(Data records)
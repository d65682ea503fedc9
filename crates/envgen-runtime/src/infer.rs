//! Type inference for raw declaration values.
//!
//! [`infer`] tries each kind in a fixed order and keeps the first that parses:
//! signed integer, unsigned integer, float, bool, duration, URL, then string.
//! Integers come before floats so whole numbers keep their integer kind, and
//! URLs are only attempted when the text contains `://` so values such as
//! `12:30` stay strings.

use std::time::Duration;

use once_cell::sync::Lazy;
use regex::Regex;
use url::Url;

use crate::error::InferError;
use crate::types::{Kind, Value};

static DURATION_SPANS: Lazy<Regex> = Lazy::new(|| {
    Regex::new(r"^(?:\s*(?:[0-9]+(?:\.[0-9]*)?|\.[0-9]+)(?:ns|us|µs|ms|h|m|s))+\s*$")
        .expect("duration pattern is valid")
});

static DURATION_SPAN: Lazy<Regex> = Lazy::new(|| {
    Regex::new(r"([0-9]*)(?:\.([0-9]*))?(ns|us|µs|ms|h|m|s)").expect("span pattern is valid")
});

const NANOS_PER_SEC: u128 = 1_000_000_000;

/// Infer the typed value of a raw declaration string.
pub fn infer(raw: &str) -> Result<Value, InferError> {
    if raw.is_empty() {
        return Ok(Value::String(String::new()));
    }
    if let Some(n) = parse_int(raw) {
        return Ok(Value::Int(n));
    }
    if let Some(n) = parse_uint(raw) {
        return Ok(Value::Uint(n));
    }
    if let Some(f) = parse_float(raw) {
        return Ok(Value::Float(f));
    }
    if let Some(b) = parse_bool(raw) {
        return Ok(Value::Bool(b));
    }
    if let Some(d) = parse_duration(raw) {
        return Ok(Value::Duration(d));
    }
    if raw.contains("://") {
        return parse_url(raw).map(|url| Value::Url(Some(url)));
    }
    Ok(Value::String(raw.to_string()))
}

/// Parse `text` with the rule of a single kind, without the inference cascade.
pub fn parse_as(kind: Kind, text: &str) -> Result<Value, InferError> {
    let invalid = |reason: &str| InferError::new(kind, text, reason);
    match kind {
        Kind::Int => parse_int(text).map(Value::Int).ok_or_else(|| invalid("not a signed 64-bit integer")),
        Kind::Uint => parse_uint(text).map(Value::Uint).ok_or_else(|| invalid("not an unsigned 64-bit integer")),
        Kind::Float => parse_float(text).map(Value::Float).ok_or_else(|| invalid("not a 64-bit float")),
        Kind::Bool => parse_bool(text).map(Value::Bool).ok_or_else(|| invalid("not a boolean")),
        Kind::Duration => parse_duration(text)
            .map(Value::Duration)
            .ok_or_else(|| invalid("expected spans such as 1h30m or 250ms")),
        Kind::Url if text.is_empty() => Ok(Value::Url(None)),
        Kind::Url if !text.contains("://") => Err(invalid("missing scheme separator `://`")),
        Kind::Url => parse_url(text).map(|url| Value::Url(Some(url))),
        Kind::String => Ok(Value::String(text.to_string())),
        Kind::StringList => Ok(Value::StringList(text.split(',').map(str::to_string).collect())),
    }
}

fn split_sign(text: &str) -> (bool, &str) {
    if let Some(rest) = text.strip_prefix('-') {
        (true, rest)
    } else {
        (false, text.strip_prefix('+').unwrap_or(text))
    }
}

fn split_radix(text: &str) -> (u32, &str) {
    let lower = text.get(..2).map(str::to_ascii_lowercase);
    match lower.as_deref() {
        Some("0x") => (16, &text[2..]),
        Some("0o") => (8, &text[2..]),
        Some("0b") => (2, &text[2..]),
        _ => (10, text),
    }
}

fn parse_magnitude(text: &str) -> Option<u64> {
    let (radix, digits) = split_radix(text);
    if !digits.chars().next()?.is_ascii_alphanumeric() {
        return None;
    }
    u64::from_str_radix(digits, radix).ok()
}

pub(crate) fn parse_int(text: &str) -> Option<i64> {
    let (negative, rest) = split_sign(text);
    let magnitude = parse_magnitude(rest)?;
    if negative {
        if magnitude > i64::MAX as u64 + 1 {
            return None;
        }
        Some((magnitude as i64).wrapping_neg())
    } else {
        i64::try_from(magnitude).ok()
    }
}

pub(crate) fn parse_uint(text: &str) -> Option<u64> {
    match split_sign(text) {
        (false, rest) => parse_magnitude(rest),
        (true, _) => None,
    }
}

pub(crate) fn parse_float(text: &str) -> Option<f64> {
    text.parse::<f64>().ok()
}

pub(crate) fn parse_bool(text: &str) -> Option<bool> {
    match text {
        "1" | "t" | "T" | "TRUE" | "true" | "True" => Some(true),
        "0" | "f" | "F" | "FALSE" | "false" | "False" => Some(false),
        _ => None,
    }
}

/// Parse unit spans such as `2h45m`, `1m30s`, `250ms` or `1.5h`.
///
/// Fractional spans are resolved to whole nanoseconds before the text reaches
/// `humantime`, which only understands integer magnitudes.
pub fn parse_duration(text: &str) -> Option<Duration> {
    if !DURATION_SPANS.is_match(text) {
        return None;
    }
    let mut spans = Vec::new();
    for caps in DURATION_SPAN.captures_iter(text) {
        let unit = caps[3].replace('µ', "u");
        match caps.get(2) {
            None => spans.push(format!("{}{unit}", &caps[1])),
            Some(fraction) => {
                let nanos = span_nanos(&caps[1], fraction.as_str(), unit_nanos(&unit)?)?;
                spans.push(format!("{}s {}ns", nanos / NANOS_PER_SEC, nanos % NANOS_PER_SEC));
            }
        }
    }
    humantime::parse_duration(&spans.join(" ")).ok()
}

fn unit_nanos(unit: &str) -> Option<u128> {
    match unit {
        "ns" => Some(1),
        "us" => Some(1_000),
        "ms" => Some(1_000_000),
        "s" => Some(NANOS_PER_SEC),
        "m" => Some(60 * NANOS_PER_SEC),
        "h" => Some(3_600 * NANOS_PER_SEC),
        _ => None,
    }
}

// Digits below one nanosecond are dropped.
fn span_nanos(whole: &str, fraction: &str, unit: u128) -> Option<u128> {
    let mut total = if whole.is_empty() { 0 } else { whole.parse::<u128>().ok()?.checked_mul(unit)? };
    let mut scale = unit;
    for digit in fraction.bytes() {
        scale /= 10;
        total = total.checked_add(u128::from(digit - b'0') * scale)?;
    }
    Some(total)
}

/// Format a duration as unit spans that [`parse_duration`] accepts.
pub fn format_duration(duration: Duration) -> String {
    if duration.is_zero() {
        return "0s".to_string();
    }
    let secs = duration.as_secs();
    let nanos = u64::from(duration.subsec_nanos());
    let spans = [
        (secs / 3600, "h"),
        (secs / 60 % 60, "m"),
        (secs % 60, "s"),
        (nanos / 1_000_000, "ms"),
        (nanos / 1_000 % 1_000, "us"),
        (nanos % 1_000, "ns"),
    ];
    spans
        .iter()
        .filter(|(amount, _)| *amount > 0)
        .map(|(amount, unit)| format!("{amount}{unit}"))
        .collect()
}

fn parse_url(text: &str) -> Result<Url, InferError> {
    Url::parse(text).map_err(|err| InferError::new(Kind::Url, text, err.to_string()))
}

#[cfg(test)]
mod tests {
    use super::*;

    #[test]
    fn zero_is_an_integer() {
        assert_eq!(infer("0").unwrap(), Value::Int(0));
        assert_eq!(infer("1").unwrap(), Value::Int(1));
    }

    #[test]
    fn precedence_picks_the_first_kind_that_parses() {
        assert_eq!(infer("-42").unwrap(), Value::Int(-42));
        assert_eq!(infer("0x1F").unwrap(), Value::Int(31));
        assert_eq!(infer("18446744073709551615").unwrap(), Value::Uint(u64::MAX));
        assert_eq!(infer("3.14").unwrap(), Value::Float("3.14".parse().unwrap()));
        assert_eq!(infer("true").unwrap(), Value::Bool(true));
        assert_eq!(infer("F").unwrap(), Value::Bool(false));
        assert_eq!(infer("2h45m").unwrap(), Value::Duration(Duration::from_secs(9900)));
        assert_eq!(infer("hello").unwrap(), Value::String("hello".into()));
    }

    #[test]
    fn empty_value_is_an_empty_string() {
        assert_eq!(infer("").unwrap(), Value::String(String::new()));
    }

    #[test]
    fn colon_without_scheme_separator_stays_a_string() {
        assert_eq!(infer("12:30").unwrap(), Value::String("12:30".into()));
        assert_eq!(infer("localhost:5432").unwrap(), Value::String("localhost:5432".into()));
    }

    #[test]
    fn url_with_scheme_separator_is_parsed() {
        let value = infer("http://host/path?q=1").unwrap();
        let url = value.as_url().unwrap();
        assert_eq!(url.scheme(), "http");
        assert_eq!(url.host_str(), Some("host"));
        assert_eq!(url.path(), "/path");
        assert_eq!(url.query(), Some("q=1"));
    }

    #[test]
    fn malformed_url_is_a_hard_error() {
        let err = infer("http://[::1").unwrap_err();
        assert_eq!(err.expected, Kind::Url);
        assert_eq!(err.value, "http://[::1");
    }

    #[test]
    fn duration_units_are_restricted() {
        assert_eq!(parse_duration("250ms"), Some(Duration::from_millis(250)));
        assert_eq!(parse_duration("3µs"), Some(Duration::from_micros(3)));
        assert_eq!(parse_duration("1h 30m"), Some(Duration::from_secs(5400)));
        assert_eq!(parse_duration("2days"), None);
        assert_eq!(parse_duration("-1s"), None);
        assert_eq!(parse_duration("."), None);
        assert_eq!(parse_duration("h"), None);
    }

    #[test]
    fn fractional_spans_are_durations() {
        assert_eq!(infer("1.5h").unwrap(), Value::Duration(Duration::from_secs(5400)));
        assert_eq!(infer(".5s").unwrap(), Value::Duration(Duration::from_millis(500)));
        assert_eq!(infer("1h1.5s").unwrap(), Value::Duration(Duration::from_millis(3_601_500)));
        assert_eq!(infer("0.25ms").unwrap(), Value::Duration(Duration::from_micros(250)));
        assert_eq!(
            parse_as(Kind::Duration, "1.5h").unwrap(),
            Value::Duration(Duration::from_secs(5400))
        );
        assert_eq!(
            parse_as(Kind::Duration, ".5s").unwrap(),
            Value::Duration(Duration::from_millis(500))
        );
        assert_eq!(parse_duration("1.5µs"), Some(Duration::from_nanos(1500)));
        assert_eq!(parse_duration("2.m"), Some(Duration::from_secs(120)));
    }

    #[test]
    fn format_duration_uses_compact_spans() {
        assert_eq!(format_duration(Duration::from_secs(9900)), "2h45m");
        assert_eq!(format_duration(Duration::from_millis(1500)), "1s500ms");
        assert_eq!(format_duration(Duration::ZERO), "0s");
    }

    #[test]
    fn parse_as_skips_the_cascade() {
        assert_eq!(parse_as(Kind::String, "0").unwrap(), Value::String("0".into()));
        assert_eq!(parse_as(Kind::Float, "5").unwrap(), Value::Float(5.0));
        assert_eq!(parse_as(Kind::Url, "").unwrap(), Value::Url(None));
        assert!(parse_as(Kind::Url, "example.com").is_err());
        assert!(parse_as(Kind::Uint, "-1").is_err());
        assert_eq!(
            parse_as(Kind::StringList, "a,b").unwrap(),
            Value::StringList(vec!["a".into(), "b".into()])
        );
    }
}
use thiserror::Error;

use crate::types::Kind;

/// A text value that could not be read as the expected kind.
#[derive(Debug, Clone, PartialEq, Eq, Error)]
#[error("invalid {expected} value {value:?}: {reason}")]
pub struct InferError {
    pub expected: Kind,
    pub value: String,
    pub reason: String,
}

impl InferError {
    pub fn new(expected: Kind, value: impl Into<String>, reason: impl Into<String>) -> Self {
        Self {
            expected,
            value: value.into(),
            reason: reason.into(),
        }
    }
}

/// Errors surfaced by [`Registry`](crate::Registry) and by generated configuration code.
#[derive(Debug, Clone, PartialEq, Eq, Error)]
pub enum EnvError {
    /// An environment override could not be converted to the declared kind.
    #[error("invalid value {value:?} for env {name}: {reason}")]
    Conversion { name: String, value: String, reason: String },
    /// A required variable resolved to its kind's empty value.
    #[error("could not set {name}")]
    Validation { name: String },
    #[error("env {name} is not registered")]
    Unknown { name: String },
    #[error("env {name} holds a {actual} value, expected {expected}")]
    TypeMismatch {
        name: String,
        expected: &'static str,
        actual: &'static str,
    },
}

impl EnvError {
    pub fn conversion(name: impl Into<String>, err: InferError) -> Self {
        EnvError::Conversion {
            name: name.into(),
            value: err.value,
            reason: err.reason,
        }
    }

    /// Validation failure for a variable left empty after parsing.
    pub fn empty(name: impl Into<String>) -> Self {
        EnvError::Validation { name: name.into() }
    }

    pub fn unknown(name: impl Into<String>) -> Self {
        EnvError::Unknown { name: name.into() }
    }

    pub fn type_mismatch(name: impl Into<String>, expected: &'static str, actual: &'static str) -> Self {
        EnvError::TypeMismatch {
            name: name.into(),
            expected,
            actual,
        }
    }

    /// The variable name the error refers to.
    pub fn name(&self) -> &str {
        match self {
            EnvError::Conversion { name, .. }
            | EnvError::Validation { name }
            | EnvError::Unknown { name }
            | EnvError::TypeMismatch { name, .. } => name,
        }
    }
}
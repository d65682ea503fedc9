//! Runtime support for envgen: typed values, type inference and the variable registry.
//!
//! Code produced by `envgen-codegen` depends only on this crate.

pub mod convert;
pub mod env;
pub mod error;
pub mod infer;
pub mod registry;
pub mod types;

pub use convert::{FromValue, convert_value};
pub use env::{EnvSource, MapEnv, ProcessEnv};
pub use error::{EnvError, InferError};
pub use infer::{format_duration, infer, parse_as, parse_duration};
pub use registry::{DUMP_FLAG, RegisteredVariable, Registry, RegistryState, Var, dump_requested};
pub use types::{Kind, Value};

// Generated code names URL types through this re-export.
pub use url;

/// Parse the global registry. When an override does not convert, the error is
/// printed to stderr and the process exits with status 2.
pub fn parse() {
    if let Err(err) = Registry::global().parse() {
        eprintln!("{err}");
        std::process::exit(2);
    }
}
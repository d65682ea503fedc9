//! Loading declaration files from disk.

use std::path::Path;

use indexmap::IndexMap;
use tracing::debug;

use crate::error::Error;
use crate::parser::{Declaration, parse_raw, parse_str};

fn read(path: &Path) -> Result<String, Error> {
    std::fs::read_to_string(path).map_err(|err| Error::from(err).in_source(path.display().to_string()))
}

/// Load a declaration file and infer every value.
pub fn load_file(path: impl AsRef<Path>) -> Result<Vec<Declaration>, Error> {
    let path = path.as_ref();
    debug!(path = %path.display(), "loading declarations");
    let contents = read(path)?;
    parse_str(&contents).map_err(|err| err.in_source(path.display().to_string()))
}

/// Load a declaration file keeping the raw values.
pub fn load_raw_file(path: impl AsRef<Path>) -> Result<IndexMap<String, String>, Error> {
    let path = path.as_ref();
    let contents = read(path)?;
    parse_raw(&contents).map_err(|err| err.in_source(path.display().to_string()))
}

#[cfg(test)]
mod tests {
    use std::io::Write;

    use super::{load_file, load_raw_file};
    use crate::error::ErrorKind;

    fn write_temp(contents: &str) -> tempfile::NamedTempFile {
        let mut file = tempfile::NamedTempFile::new().unwrap();
        file.write_all(contents.as_bytes()).unwrap();
        file
    }

    #[test]
    fn load_single_file() {
        let file = write_temp("A=1\n# comment\nB=two\n");
        let declarations = load_file(file.path()).unwrap();
        assert_eq!(declarations.len(), 2);
        assert_eq!(declarations[1].name, "B");
        assert_eq!(declarations[1].line, 3);
    }

    #[test]
    fn raw_load_skips_inference() {
        let file = write_temp("PORT=5432\n");
        let vars = load_raw_file(file.path()).unwrap();
        assert_eq!(vars.get("PORT").map(String::as_str), Some("5432"));
    }

    #[test]
    fn errors_carry_the_path() {
        let file = write_temp("A=1\nA=2\n");
        let err = load_file(file.path()).unwrap_err();
        assert!(matches!(err.kind, ErrorKind::Duplicate { .. }));
        assert_eq!(err.line, Some(2));
        assert_eq!(err.source_name.as_deref(), Some(file.path().display().to_string().as_str()));
    }

    #[test]
    fn missing_file_is_an_io_error() {
        let err = load_file("/definitely/not/here.env").unwrap_err();
        assert!(matches!(err.kind, ErrorKind::Io(_)));
    }
}
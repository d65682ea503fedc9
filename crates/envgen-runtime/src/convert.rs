use std::time::Duration;

use url::Url;

use crate::error::EnvError;
use crate::types::Value;

/// Extracts a concrete Rust value from a registry cell.
pub trait FromValue: Sized {
    const TYPE_NAME: &'static str;
    fn from_value(value: &Value) -> Option<Self>;
}

impl FromValue for i64 {
    const TYPE_NAME: &'static str = "int";

    fn from_value(value: &Value) -> Option<Self> {
        value.as_i64()
    }
}

impl FromValue for u64 {
    const TYPE_NAME: &'static str = "uint";

    fn from_value(value: &Value) -> Option<Self> {
        value.as_u64()
    }
}

impl FromValue for f64 {
    const TYPE_NAME: &'static str = "float";

    fn from_value(value: &Value) -> Option<Self> {
        value.as_f64()
    }
}

impl FromValue for bool {
    const TYPE_NAME: &'static str = "bool";

    fn from_value(value: &Value) -> Option<Self> {
        value.as_bool()
    }
}

impl FromValue for Duration {
    const TYPE_NAME: &'static str = "duration";

    fn from_value(value: &Value) -> Option<Self> {
        value.as_duration()
    }
}

impl FromValue for Option<Url> {
    const TYPE_NAME: &'static str = "url";

    fn from_value(value: &Value) -> Option<Self> {
        match value {
            Value::Url(url) => Some(url.clone()),
            _ => None,
        }
    }
}

impl FromValue for String {
    const TYPE_NAME: &'static str = "string";

    fn from_value(value: &Value) -> Option<Self> {
        value.as_str().map(str::to_string)
    }
}

impl FromValue for Vec<String> {
    const TYPE_NAME: &'static str = "string list";

    fn from_value(value: &Value) -> Option<Self> {
        match value {
            Value::StringList(items) => Some(items.clone()),
            _ => None,
        }
    }
}

impl FromValue for Value {
    const TYPE_NAME: &'static str = "value";

    fn from_value(value: &Value) -> Option<Self> {
        Some(value.clone())
    }
}

pub fn convert_value<T: FromValue>(value: &Value, name: &str) -> Result<T, EnvError> {
    T::from_value(value).ok_or_else(|| EnvError::type_mismatch(name, T::TYPE_NAME, value.type_name()))
}

#[cfg(test)]
mod tests {
    use super::*;

    #[test]
    fn uint_accepts_non_negative_ints() {
        assert_eq!(u64::from_value(&Value::Int(7)), Some(7));
        assert_eq!(u64::from_value(&Value::Int(-7)), None);
    }

    #[test]
    fn mismatch_names_both_kinds() {
        let err = convert_value::<bool>(&Value::String("yes".into()), "FLAG").unwrap_err();
        assert_eq!(err, EnvError::type_mismatch("FLAG", "bool", "string"));
    }
}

**Directions**
Go through the records and gather the lines that hold "before".

**Response area**
//! Integers come before floats so whole numbers keep their integer kind, and
/// Fractional spans are resolved to whole nanoseconds before the text reaches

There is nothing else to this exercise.